= Wisconsin General Test Apparatus =

Equipment to test learning in primates

The Wisconsin General Test Apparatus, also known as the WGTA, is a piece of manually operated laboratory equipment created by the collaborative effort of Dr. Paul Settlage and Dr. Walter Grether to test learning in primates. It was first introduced in the scientific literature by Drs. Harry Harlow and John Bromer in 1938.

==Origin==
The Wisconsin General Test Apparatus was created in the 1930s at the Harlow Center for Biological Psychology at the University of Wisconsin-Madison. The development of the device is credited to Drs. Paul Settlage and Walter Grether, and Drs.Harry Harlow and John Bromer are credited with the first publication about the device in 1938, where it gained much notoriety. It was originally designed for testing learning in non-human primates. In particular, the WGTA was intended for use with Rhesus monkeys.

==Design==
The Wisconsin General Test Apparatus is a piece of laboratory equipment designed to allow both the subject and the researcher to interact in a controlled environment, while conducting an assortment of memory and learning tests. The apparatus is constructed of two independent square compartments. One of which is a flexible cage to contain the primate subject and the other is the presentation board which houses the stimulus tray. The stimulus tray contains several food wells which can be covered with three-dimensional objects such as stars, squares, pyramids, or circles, with differing sizes and colors. There is a one way screen separating the two compartments which allows the researcher to control whether the subject can see them place the stimulus objects and food rewards in the stimulus tray or not. On the outside of the stimulus compartment, opposite the cage, there is a second one way screen which allows the researcher to observe the subject at each stage of the trial without interfering with the subject’s behavior. Both compartments are completely enclosed to ensure the safety of both the subject and the researcher.

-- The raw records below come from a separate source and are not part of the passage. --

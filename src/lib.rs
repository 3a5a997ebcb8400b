//! # rankdata
//!
//! Learning-to-rank input preparation: serialized per-query records in,
//! fixed-shape batches out.
//!
//! ## Features
//!
//! - `SequenceExample` decoding into dense and sparse tensors
//! - Declared padding values restored after decoding (e.g. `-1` label padding)
//! - Static or per-batch dynamic list sizes
//! - LibSVM text aggregation per query
//! - Repeat, shuffle, batch and prefetch pipeline
//! - Serving-time input receiver

pub mod cli;
pub mod error;
pub mod feature;
pub mod libsvm;
pub mod pipeline;
pub mod sequence;
pub mod serving;
pub mod tensor;

pub mod prelude {
    pub use crate::error::{RankDataError, Result};
    pub use crate::feature::{
        DefaultValue, FeatureConfig, FeatureSpec, FeatureSpecs, FixedLenFeature, PaddingPolicy, PaddingRegistry,
        SpecResolver, ZeroPadding,
    };
    pub use crate::libsvm::{LibSvmDataset, QueryAggregate};
    pub use crate::pipeline::{InMemorySource, PipelineConfig, RankingDataset, RecordSource, TfRecordSource};
    pub use crate::sequence::{NormalizedBatch, SequenceExampleParser, TargetLength};
    pub use crate::serving::{ServingInputReceiver, build_serving_input_receiver};
    pub use crate::tensor::{DType, DenseTensor, FeatureTensor, Scalar, SparseTensor};
}

// Version information
pub const VERSION: &str = env!("CARGO_PKG_VERSION");
//! Error types for the rankdata library.
//!
//! All fallible operations return [`RankDataError`] through the crate-wide
//! [`Result`] alias. Configuration problems are reported when a parser or
//! receiver is constructed; data problems are reported per batch or per line.
//!
//! # Examples
//!
//! ```
//! use rankdata::error::{RankDataError, Result};
//!
//! fn example_operation() -> Result<()> {
//!     Err(RankDataError::config("default_value must be a scalar"))
//! }
//!
//! match example_operation() {
//!     Ok(_) => println!("Success"),
//!     Err(e) => eprintln!("Error: {}", e),
//! }
//! ```

use std::io;

use thiserror::Error;

/// The main error type for rankdata operations.
#[derive(Error, Debug)]
pub enum RankDataError {
    /// I/O errors (file operations, etc.)
    #[error("I/O error: {0}")]
    Io(#[from] io::Error),

    /// Invalid feature specification or parser configuration.
    #[error("Configuration error: {0}")]
    Config(String),

    /// A tensor did not have the shape its spec promised.
    #[error("Shape contract violation: {0}")]
    ShapeContract(String),

    /// Serialized record could not be mapped to the declared specs.
    #[error("Decode error: {0}")]
    Decode(String),

    /// Malformed text-format input.
    #[error("Parse error: {0}")]
    Parse(String),

    /// A serialized record is not valid protobuf.
    #[error("Protobuf decode error in record {index}: {source}")]
    Proto {
        index: usize,
        #[source]
        source: prost::DecodeError,
    },

    /// Array construction errors
    #[error("Array shape error: {0}")]
    Shape(#[from] ndarray::ShapeError),

    /// Batch pipeline errors (worker failures, closed channels)
    #[error("Pipeline error: {0}")]
    Pipeline(String),

    /// Invalid argument
    #[error("Invalid argument: {0}")]
    InvalidArgument(String),

    /// JSON serialization/deserialization errors
    #[error("JSON error: {0}")]
    Json(#[from] serde_json::Error),

    /// Generic error for other cases
    #[error("Error: {0}")]
    Other(String),

}

/// Result type alias for operations that may fail with RankDataError.
pub type Result<T> = std::result::Result<T, RankDataError>;

impl RankDataError {
    /// Create a new configuration error.
    pub fn config<S: Into<String>>(msg: S) -> Self {
        RankDataError::Config(msg.into())
    }

    /// Create a new shape contract error.
    pub fn shape_contract<S: Into<String>>(msg: S) -> Self {
        RankDataError::ShapeContract(msg.into())
    }

    /// Create a new decode error.
    pub fn decode<S: Into<String>>(msg: S) -> Self {
        RankDataError::Decode(msg.into())
    }

    /// Create a new protobuf error for the record at `index`.
    pub fn proto(index: usize, source: prost::DecodeError) -> Self {
        RankDataError::Proto { index, source }
    }

    /// Create a new parse error.
    pub fn parse<S: Into<String>>(msg: S) -> Self {
        RankDataError::Parse(msg.into())
    }

    /// Create a new pipeline error.
    pub fn pipeline<S: Into<String>>(msg: S) -> Self {
        RankDataError::Pipeline(msg.into())
    }

    /// Create a new invalid argument error.
    pub fn invalid_argument<S: Into<String>>(msg: S) -> Self {
        RankDataError::InvalidArgument(msg.into())
    }

    /// Create a new generic error.
    pub fn other<S: Into<String>>(msg: S) -> Self {
        RankDataError::Other(msg.into())
    }
}

#[cfg(test)]
mod tests {
    use super::*;

    #[test]
    fn test_error_construction() {
        let error = RankDataError::config("bad default");
        assert_eq!(error.to_string(), "Configuration error: bad default");

        let error = RankDataError::shape_contract("rank 2");
        assert_eq!(error.to_string(), "Shape contract violation: rank 2");

        let error = RankDataError::parse("line 3: missing qid");
        assert_eq!(error.to_string(), "Parse error: line 3: missing qid");
    }

    #[test]
    fn test_io_error_conversion() {
        let io_error = io::Error::new(io::ErrorKind::NotFound, "File not found");
        let error = RankDataError::from(io_error);

        match error {
            RankDataError::Io(_) => {} // Expected
            _ => panic!("Expected IO error variant"),
        }
    }
}
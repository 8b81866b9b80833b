pub mod commands;

use clap::{Parser, Subcommand};
use std::path::PathBuf;

use crate::aggregator::Aggregator;
use crate::config::Config;
use crate::error::Result;

#[derive(Parser)]
#[command(name = "news-aggregator")]
#[command(about = "Query news content through the cached, fallback-backed aggregation layer")]
#[command(version = env!("CARGO_PKG_VERSION"))]
#[command(author = env!("CARGO_PKG_AUTHORS"))]
pub struct Cli {
    #[command(subcommand)]
    pub command: Commands,

    /// Configuration file path
    #[arg(short, long, global = true)]
    pub config: Option<PathBuf>,

    /// Content locale; unsupported values fall back to the default locale
    #[arg(short, long, global = true, default_value = "en")]
    pub locale: String,

    /// Override the primary backend URL
    #[arg(long, global = true, env = "NEWS_AGGREGATOR_BACKEND_URL")]
    pub backend_url: Option<String>,

    /// Enable verbose output
    #[arg(short, long, global = true)]
    pub verbose: bool,

    /// Enable debug output
    #[arg(short, long, global = true)]
    pub debug: bool,
}

#[derive(Subcommand, Debug)]
pub enum Commands {
    /// Homepage composite: hero, featured, trending and market data
    Homepage,

    /// Single article by slug
    Article {
        slug: String,
    },

    /// Recent articles
    Recent {
        #[arg(long, default_value_t = 0, allow_negative_numbers = true)]
        skip: i64,

        /// Page size; 0 uses the configured default
        #[arg(long, default_value_t = 0, allow_negative_numbers = true)]
        count: i64,
    },

    /// Newest article plus a page of the ones after it
    RecentWithMain {
        #[arg(long, default_value_t = 0, allow_negative_numbers = true)]
        skip: i64,

        #[arg(long, default_value_t = 0, allow_negative_numbers = true)]
        count: i64,
    },

    /// Most viewed articles
    Trending {
        #[arg(long, default_value_t = 0, allow_negative_numbers = true)]
        count: i64,
    },

    /// Articles in a category
    Category {
        slug: String,

        #[arg(long, default_value_t = 0, allow_negative_numbers = true)]
        skip: i64,

        #[arg(long, default_value_t = 0, allow_negative_numbers = true)]
        count: i64,
    },

    /// Static page by slug
    Page {
        slug: String,
    },

    /// All categories
    Categories,

    /// Total number of articles
    Count,

    /// Translation table for the locale
    Translations,

    /// Quiz questions
    Quiz {
        id: String,

        #[arg(long, default_value_t = 0, allow_negative_numbers = true)]
        skip: i64,
    },

    /// Check whether the primary backend is reachable
    Health,

    /// Write a default configuration file
    Init {
        /// Target path (defaults to the user config directory)
        path: Option<PathBuf>,

        /// Overwrite an existing file
        #[arg(short, long)]
        force: bool,
    },

    /// Generate shell completions
    Completions {
        /// Shell type
        #[arg(value_enum)]
        shell: clap_complete::Shell,
    },
}

impl Cli {
    pub async fn run(self) -> Result<()> {
        let Cli {
            command,
            config,
            locale,
            backend_url,
            verbose,
            debug,
        } = self;

        match command {
            Commands::Completions { shell } => {
                commands::generate_completions(shell);
                return Ok(());
            }
            Commands::Init { path, force } => return commands::init(path, force),
            _ => {}
        }

        let config = load_config(config, backend_url)?;
        let _guard = commands::init_logging(debug, verbose, &config.logging)?;
        let aggregator = Aggregator::from_config(&config)?;
        let locale = locale.as_str();

        match command {
            Commands::Homepage => commands::homepage(&aggregator, locale).await,
            Commands::Article { slug } => commands::article(&aggregator, locale, &slug).await,
            Commands::Recent { skip, count } => commands::recent(&aggregator, locale, skip, count).await,
            Commands::RecentWithMain { skip, count } => {
                commands::recent_with_main(&aggregator, locale, skip, count).await
            }
            Commands::Trending { count } => commands::trending(&aggregator, locale, count).await,
            Commands::Category { slug, skip, count } => {
                commands::category(&aggregator, locale, &slug, skip, count).await
            }
            Commands::Page { slug } => commands::page(&aggregator, locale, &slug).await,
            Commands::Categories => commands::categories(&aggregator, locale).await,
            Commands::Count => commands::count(&aggregator, locale).await,
            Commands::Translations => commands::translations(&aggregator, locale).await,
            Commands::Quiz { id, skip } => commands::quiz(&aggregator, locale, &id, skip).await,
            Commands::Health => commands::health(&aggregator, &config).await,
            Commands::Init { .. } | Commands::Completions { .. } => Ok(()),
        }
    }
}

fn load_config(path: Option<PathBuf>, backend_url: Option<String>) -> Result<Config> {
    let mut config = Config::load_or_default(path.as_deref())?;
    if let Some(url) = backend_url {
        config.source.base_url = url;
        config.validate()?;
    }
    Ok(config)
}
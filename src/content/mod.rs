pub mod normalizer;

pub use normalizer::{parse_timestamp, Normalizer, DEFAULT_LOCALE};
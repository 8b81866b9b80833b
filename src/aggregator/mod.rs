pub mod keys;

use std::sync::Arc;

use tracing::{debug, info};

use crate::config::{CacheSettings, Config, LocaleConfig};
use crate::content::Normalizer;
use crate::error::Result;
use crate::fallback::{FallbackOrchestrator, FallbackStats};
use crate::model::{Article, ArticlePage, Category, Homepage, Page, Quiz, RecentWithMain, Translations};
use crate::pagination::{PageWindow, Paginator};
use crate::source::{ContentSource, FallbackDataset, HomepageLayout, PrimaryClient, SecondaryClient};
use crate::storage::{CacheConfig, CacheStats, CacheStore};

/// Public entry point for content reads.
///
/// Every call resolves to data: primary content when the backend answers with
/// a well-formed payload, the fallback dataset otherwise. The only error a
/// caller can see is a configuration error from a broken fallback dataset.
pub struct Aggregator {
    primary: Arc<dyn ContentSource>,
    secondary: Arc<dyn ContentSource>,
    orchestrator: FallbackOrchestrator,
    ttl: CacheSettings,
    locales: LocaleConfig,
    recent: Paginator,
    recent_after_main: Paginator,
    category: Paginator,
    trending_count: u64,
}

impl Aggregator {
    pub fn new(primary: Arc<dyn ContentSource>, secondary: Arc<dyn ContentSource>, config: &Config) -> Self {
        let cache = CacheStore::new(CacheConfig {
            max_entries: config.cache.max_entries,
            default_ttl: config.cache.list(),
        });
        let recent = Paginator::new(config.pagination.recent_per_page);

        Self {
            primary,
            secondary,
            orchestrator: FallbackOrchestrator::new(cache).with_coalescing(config.cache.coalesce_misses),
            ttl: config.cache.clone(),
            locales: config.locale.clone(),
            recent,
            recent_after_main: recent.with_base_skip(1),
            category: Paginator::new(config.pagination.category_per_page),
            trending_count: config.pagination.trending_count.max(1),
        }
    }

    /// Wire the HTTP primary and the built-in fallback dataset from `config`.
    pub fn from_config(config: &Config) -> Result<Self> {
        let normalizer = Arc::new(Normalizer::with_locale(&config.locale.default)?);
        let layout = HomepageLayout::from(&config.pagination);

        let primary = PrimaryClient::from_config(config, normalizer.clone())?;
        let dataset = FallbackDataset::builtin(&normalizer)?;
        let secondary = SecondaryClient::new(Arc::new(dataset)).with_layout(layout);

        info!("Content aggregator using backend {}", primary.base_url());
        Ok(Self::new(Arc::new(primary), Arc::new(secondary), config))
    }

    /// Supported locale for `locale`, or the configured default.
    pub fn resolve_locale(&self, locale: &str) -> String {
        self.locales.resolve(locale)
    }

    pub async fn get_homepage(&self, locale: &str) -> Result<Homepage> {
        let locale = self.resolve_locale(locale);

        self.orchestrator
            .execute(
                &keys::homepage(&locale),
                self.ttl.homepage(),
                self.primary.get_homepage(&locale),
                self.secondary.get_homepage(&locale),
            )
            .await
    }

    pub async fn get_article_by_slug(&self, locale: &str, slug: &str) -> Result<Option<Article>> {
        let locale = self.resolve_locale(locale);
        let Some(slug) = clean_slug(slug) else {
            return Ok(None);
        };

        self.orchestrator
            .execute(
                &keys::article(&locale, slug),
                self.ttl.article(),
                self.primary.get_article_by_slug(&locale, slug),
                self.secondary.get_article_by_slug(&locale, slug),
            )
            .await
    }

    pub async fn list_recent_articles(&self, locale: &str, skip: i64, count: i64) -> Result<ArticlePage> {
        let locale = self.resolve_locale(locale);
        self.recent_window(&locale, self.recent.window(skip, count)).await
    }

    /// The newest article plus a page of the ones after it. Paged results
    /// never repeat the main article.
    pub async fn list_recent_with_main(&self, locale: &str, skip: i64, count: i64) -> Result<RecentWithMain> {
        let locale = self.resolve_locale(locale);
        let main_window = PageWindow::new(0, 1);
        let window = self.recent_after_main.window(skip, count);

        // Each window falls back on its own, so a fallback main article can sit
        // next to a primary page and the reverse.
        let (main, page) = tokio::join!(
            self.recent_window(&locale, main_window),
            self.recent_window(&locale, window),
        );
        let page = page?;

        Ok(RecentWithMain {
            main: main?.articles.into_iter().next(),
            articles: page.articles,
            total: page.total,
        })
    }

    pub async fn list_trending_articles(&self, locale: &str, count: i64) -> Result<Vec<Article>> {
        let locale = self.resolve_locale(locale);
        let limit = u64::try_from(count)
            .ok()
            .filter(|c| *c > 0)
            .unwrap_or(self.trending_count);

        self.orchestrator
            .execute(
                &keys::trending(&locale, limit),
                self.ttl.list(),
                self.primary.list_trending(&locale, limit),
                self.secondary.list_trending(&locale, limit),
            )
            .await
    }

    pub async fn list_articles_by_category_slug(
        &self,
        locale: &str,
        slug: &str,
        skip: i64,
        count: i64,
    ) -> Result<ArticlePage> {
        let locale = self.resolve_locale(locale);
        let Some(slug) = clean_slug(slug) else {
            return Ok(ArticlePage::default());
        };
        let window = self.category.window(skip, count);

        self.orchestrator
            .execute(
                &keys::category_articles(&locale, slug, window),
                self.ttl.list(),
                self.primary.list_by_category_slug(&locale, slug, window),
                self.secondary.list_by_category_slug(&locale, slug, window),
            )
            .await
    }

    pub async fn get_page_by_slug(&self, locale: &str, slug: &str) -> Result<Option<Page>> {
        let locale = self.resolve_locale(locale);
        let Some(slug) = clean_slug(slug) else {
            return Ok(None);
        };

        self.orchestrator
            .execute(
                &keys::page(&locale, slug),
                self.ttl.page(),
                self.primary.get_page_by_slug(&locale, slug),
                self.secondary.get_page_by_slug(&locale, slug),
            )
            .await
    }

    pub async fn list_categories(&self, locale: &str) -> Result<Vec<Category>> {
        let locale = self.resolve_locale(locale);

        self.orchestrator
            .execute(
                &keys::categories(&locale),
                self.ttl.category(),
                self.primary.list_categories(&locale),
                self.secondary.list_categories(&locale),
            )
            .await
    }

    pub async fn count_articles(&self, locale: &str) -> Result<u64> {
        let locale = self.resolve_locale(locale);

        self.orchestrator
            .execute(
                &keys::count(&locale),
                self.ttl.list(),
                self.primary.count_articles(&locale),
                self.secondary.count_articles(&locale),
            )
            .await
    }

    pub async fn get_category_by_slug(&self, locale: &str, slug: &str) -> Result<Option<Category>> {
        let locale = self.resolve_locale(locale);
        let Some(slug) = clean_slug(slug) else {
            return Ok(None);
        };

        self.orchestrator
            .execute(
                &keys::category(&locale, slug),
                self.ttl.category(),
                self.primary.get_category_by_slug(&locale, slug),
                self.secondary.get_category_by_slug(&locale, slug),
            )
            .await
    }

    /// Articles for `slugs`, skipping blanks. Unknown slugs are left out.
    pub async fn list_articles_by_slugs(&self, locale: &str, slugs: &[String]) -> Result<Vec<Article>> {
        let locale = self.resolve_locale(locale);
        let slugs: Vec<String> = slugs
            .iter()
            .filter_map(|slug| clean_slug(slug))
            .map(str::to_string)
            .collect();
        if slugs.is_empty() {
            return Ok(Vec::new());
        }

        self.orchestrator
            .execute(
                &keys::articles_by_slugs(&locale, &slugs),
                self.ttl.list(),
                self.primary.list_articles_by_slugs(&locale, &slugs),
                self.secondary.list_articles_by_slugs(&locale, &slugs),
            )
            .await
    }

    pub async fn get_translations(&self, locale: &str) -> Result<Translations> {
        let locale = self.resolve_locale(locale);

        self.orchestrator
            .execute(
                &keys::translations(&locale),
                self.ttl.translations(),
                self.primary.get_translations(&locale),
                self.secondary.get_translations(&locale),
            )
            .await
    }

    pub async fn get_quiz(&self, locale: &str, id: &str, skip: i64) -> Result<Quiz> {
        let locale = self.resolve_locale(locale);
        let Some(id) = clean_slug(id) else {
            return Ok(Quiz::default());
        };
        let skip = u64::try_from(skip).unwrap_or(0);

        self.orchestrator
            .execute(
                &keys::quiz(&locale, id, skip),
                self.ttl.article(),
                self.primary.get_quiz(&locale, id, skip),
                self.secondary.get_quiz(&locale, id, skip),
            )
            .await
    }

    /// Whether the primary backend answers its health endpoint.
    pub async fn primary_available(&self) -> bool {
        match self.primary.health_check().await {
            Ok(healthy) => healthy,
            Err(err) => {
                debug!("Primary health check failed: {}", err);
                false
            }
        }
    }

    /// Drop the cached copy of one article so the next read refetches it.
    pub fn invalidate_article(&self, locale: &str, slug: &str) -> bool {
        let locale = self.resolve_locale(locale);
        match clean_slug(slug) {
            Some(slug) => self.orchestrator.cache().invalidate(&keys::article(&locale, slug)),
            None => false,
        }
    }

    pub fn cache(&self) -> &CacheStore {
        self.orchestrator.cache()
    }

    pub fn cache_stats(&self) -> CacheStats {
        self.orchestrator.cache().stats()
    }

    pub fn fallback_stats(&self) -> FallbackStats {
        self.orchestrator.stats()
    }

    async fn recent_window(&self, locale: &str, window: PageWindow) -> Result<ArticlePage> {
        self.orchestrator
            .execute(
                &keys::recent(locale, window),
                self.ttl.list(),
                self.primary.list_recent(locale, window),
                self.secondary.list_recent(locale, window),
            )
            .await
    }
}

fn clean_slug(slug: &str) -> Option<&str> {
    let slug = slug.trim();
    (!slug.is_empty()).then_some(slug)
}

There are several other components that make up a standard WGTA which have remained constant throughout the numerous modifications made to the device over time. One of these elements is a food reward such as a raisin, peanut, grape, or apple bit. Underneath a variable number of stimulus objects, usually 1-3, there will be a reward for the subject to access once they properly move the object. The WGTA also provides the option for an interval of observation in which the monkey can see but not yet move any of the stimulus objects. The researcher is able to observe the primate’s behavior during this interval through a one way screen. There is also another interval during which the divider is removed and the monkey can access the objects and obtain the food reward. For this period of time, the primate is allowed to manipulate the objects in an attempt to obtain the reward, during which time the observer is able to collect additional observational data on the primate’s behavior.

==Uses==
The Wisconsin General Test Apparatus is used to test the learning capabilities of monkeys. The subject, usually a primate, is contained in the half of the apparatus that functions as a cage. Here the primate and observer are able to be kept safe during different intervals of observation. Numerous tests including black-white discrimination and reversal tests and two-choice object discrimination tests have utilized the Wisconsin General Test Apparatus. The device has also been modified for other uses. These include but are not limited to modifications for: use with rats, use with smaller primates, a semi-automatic function, and for improved portability.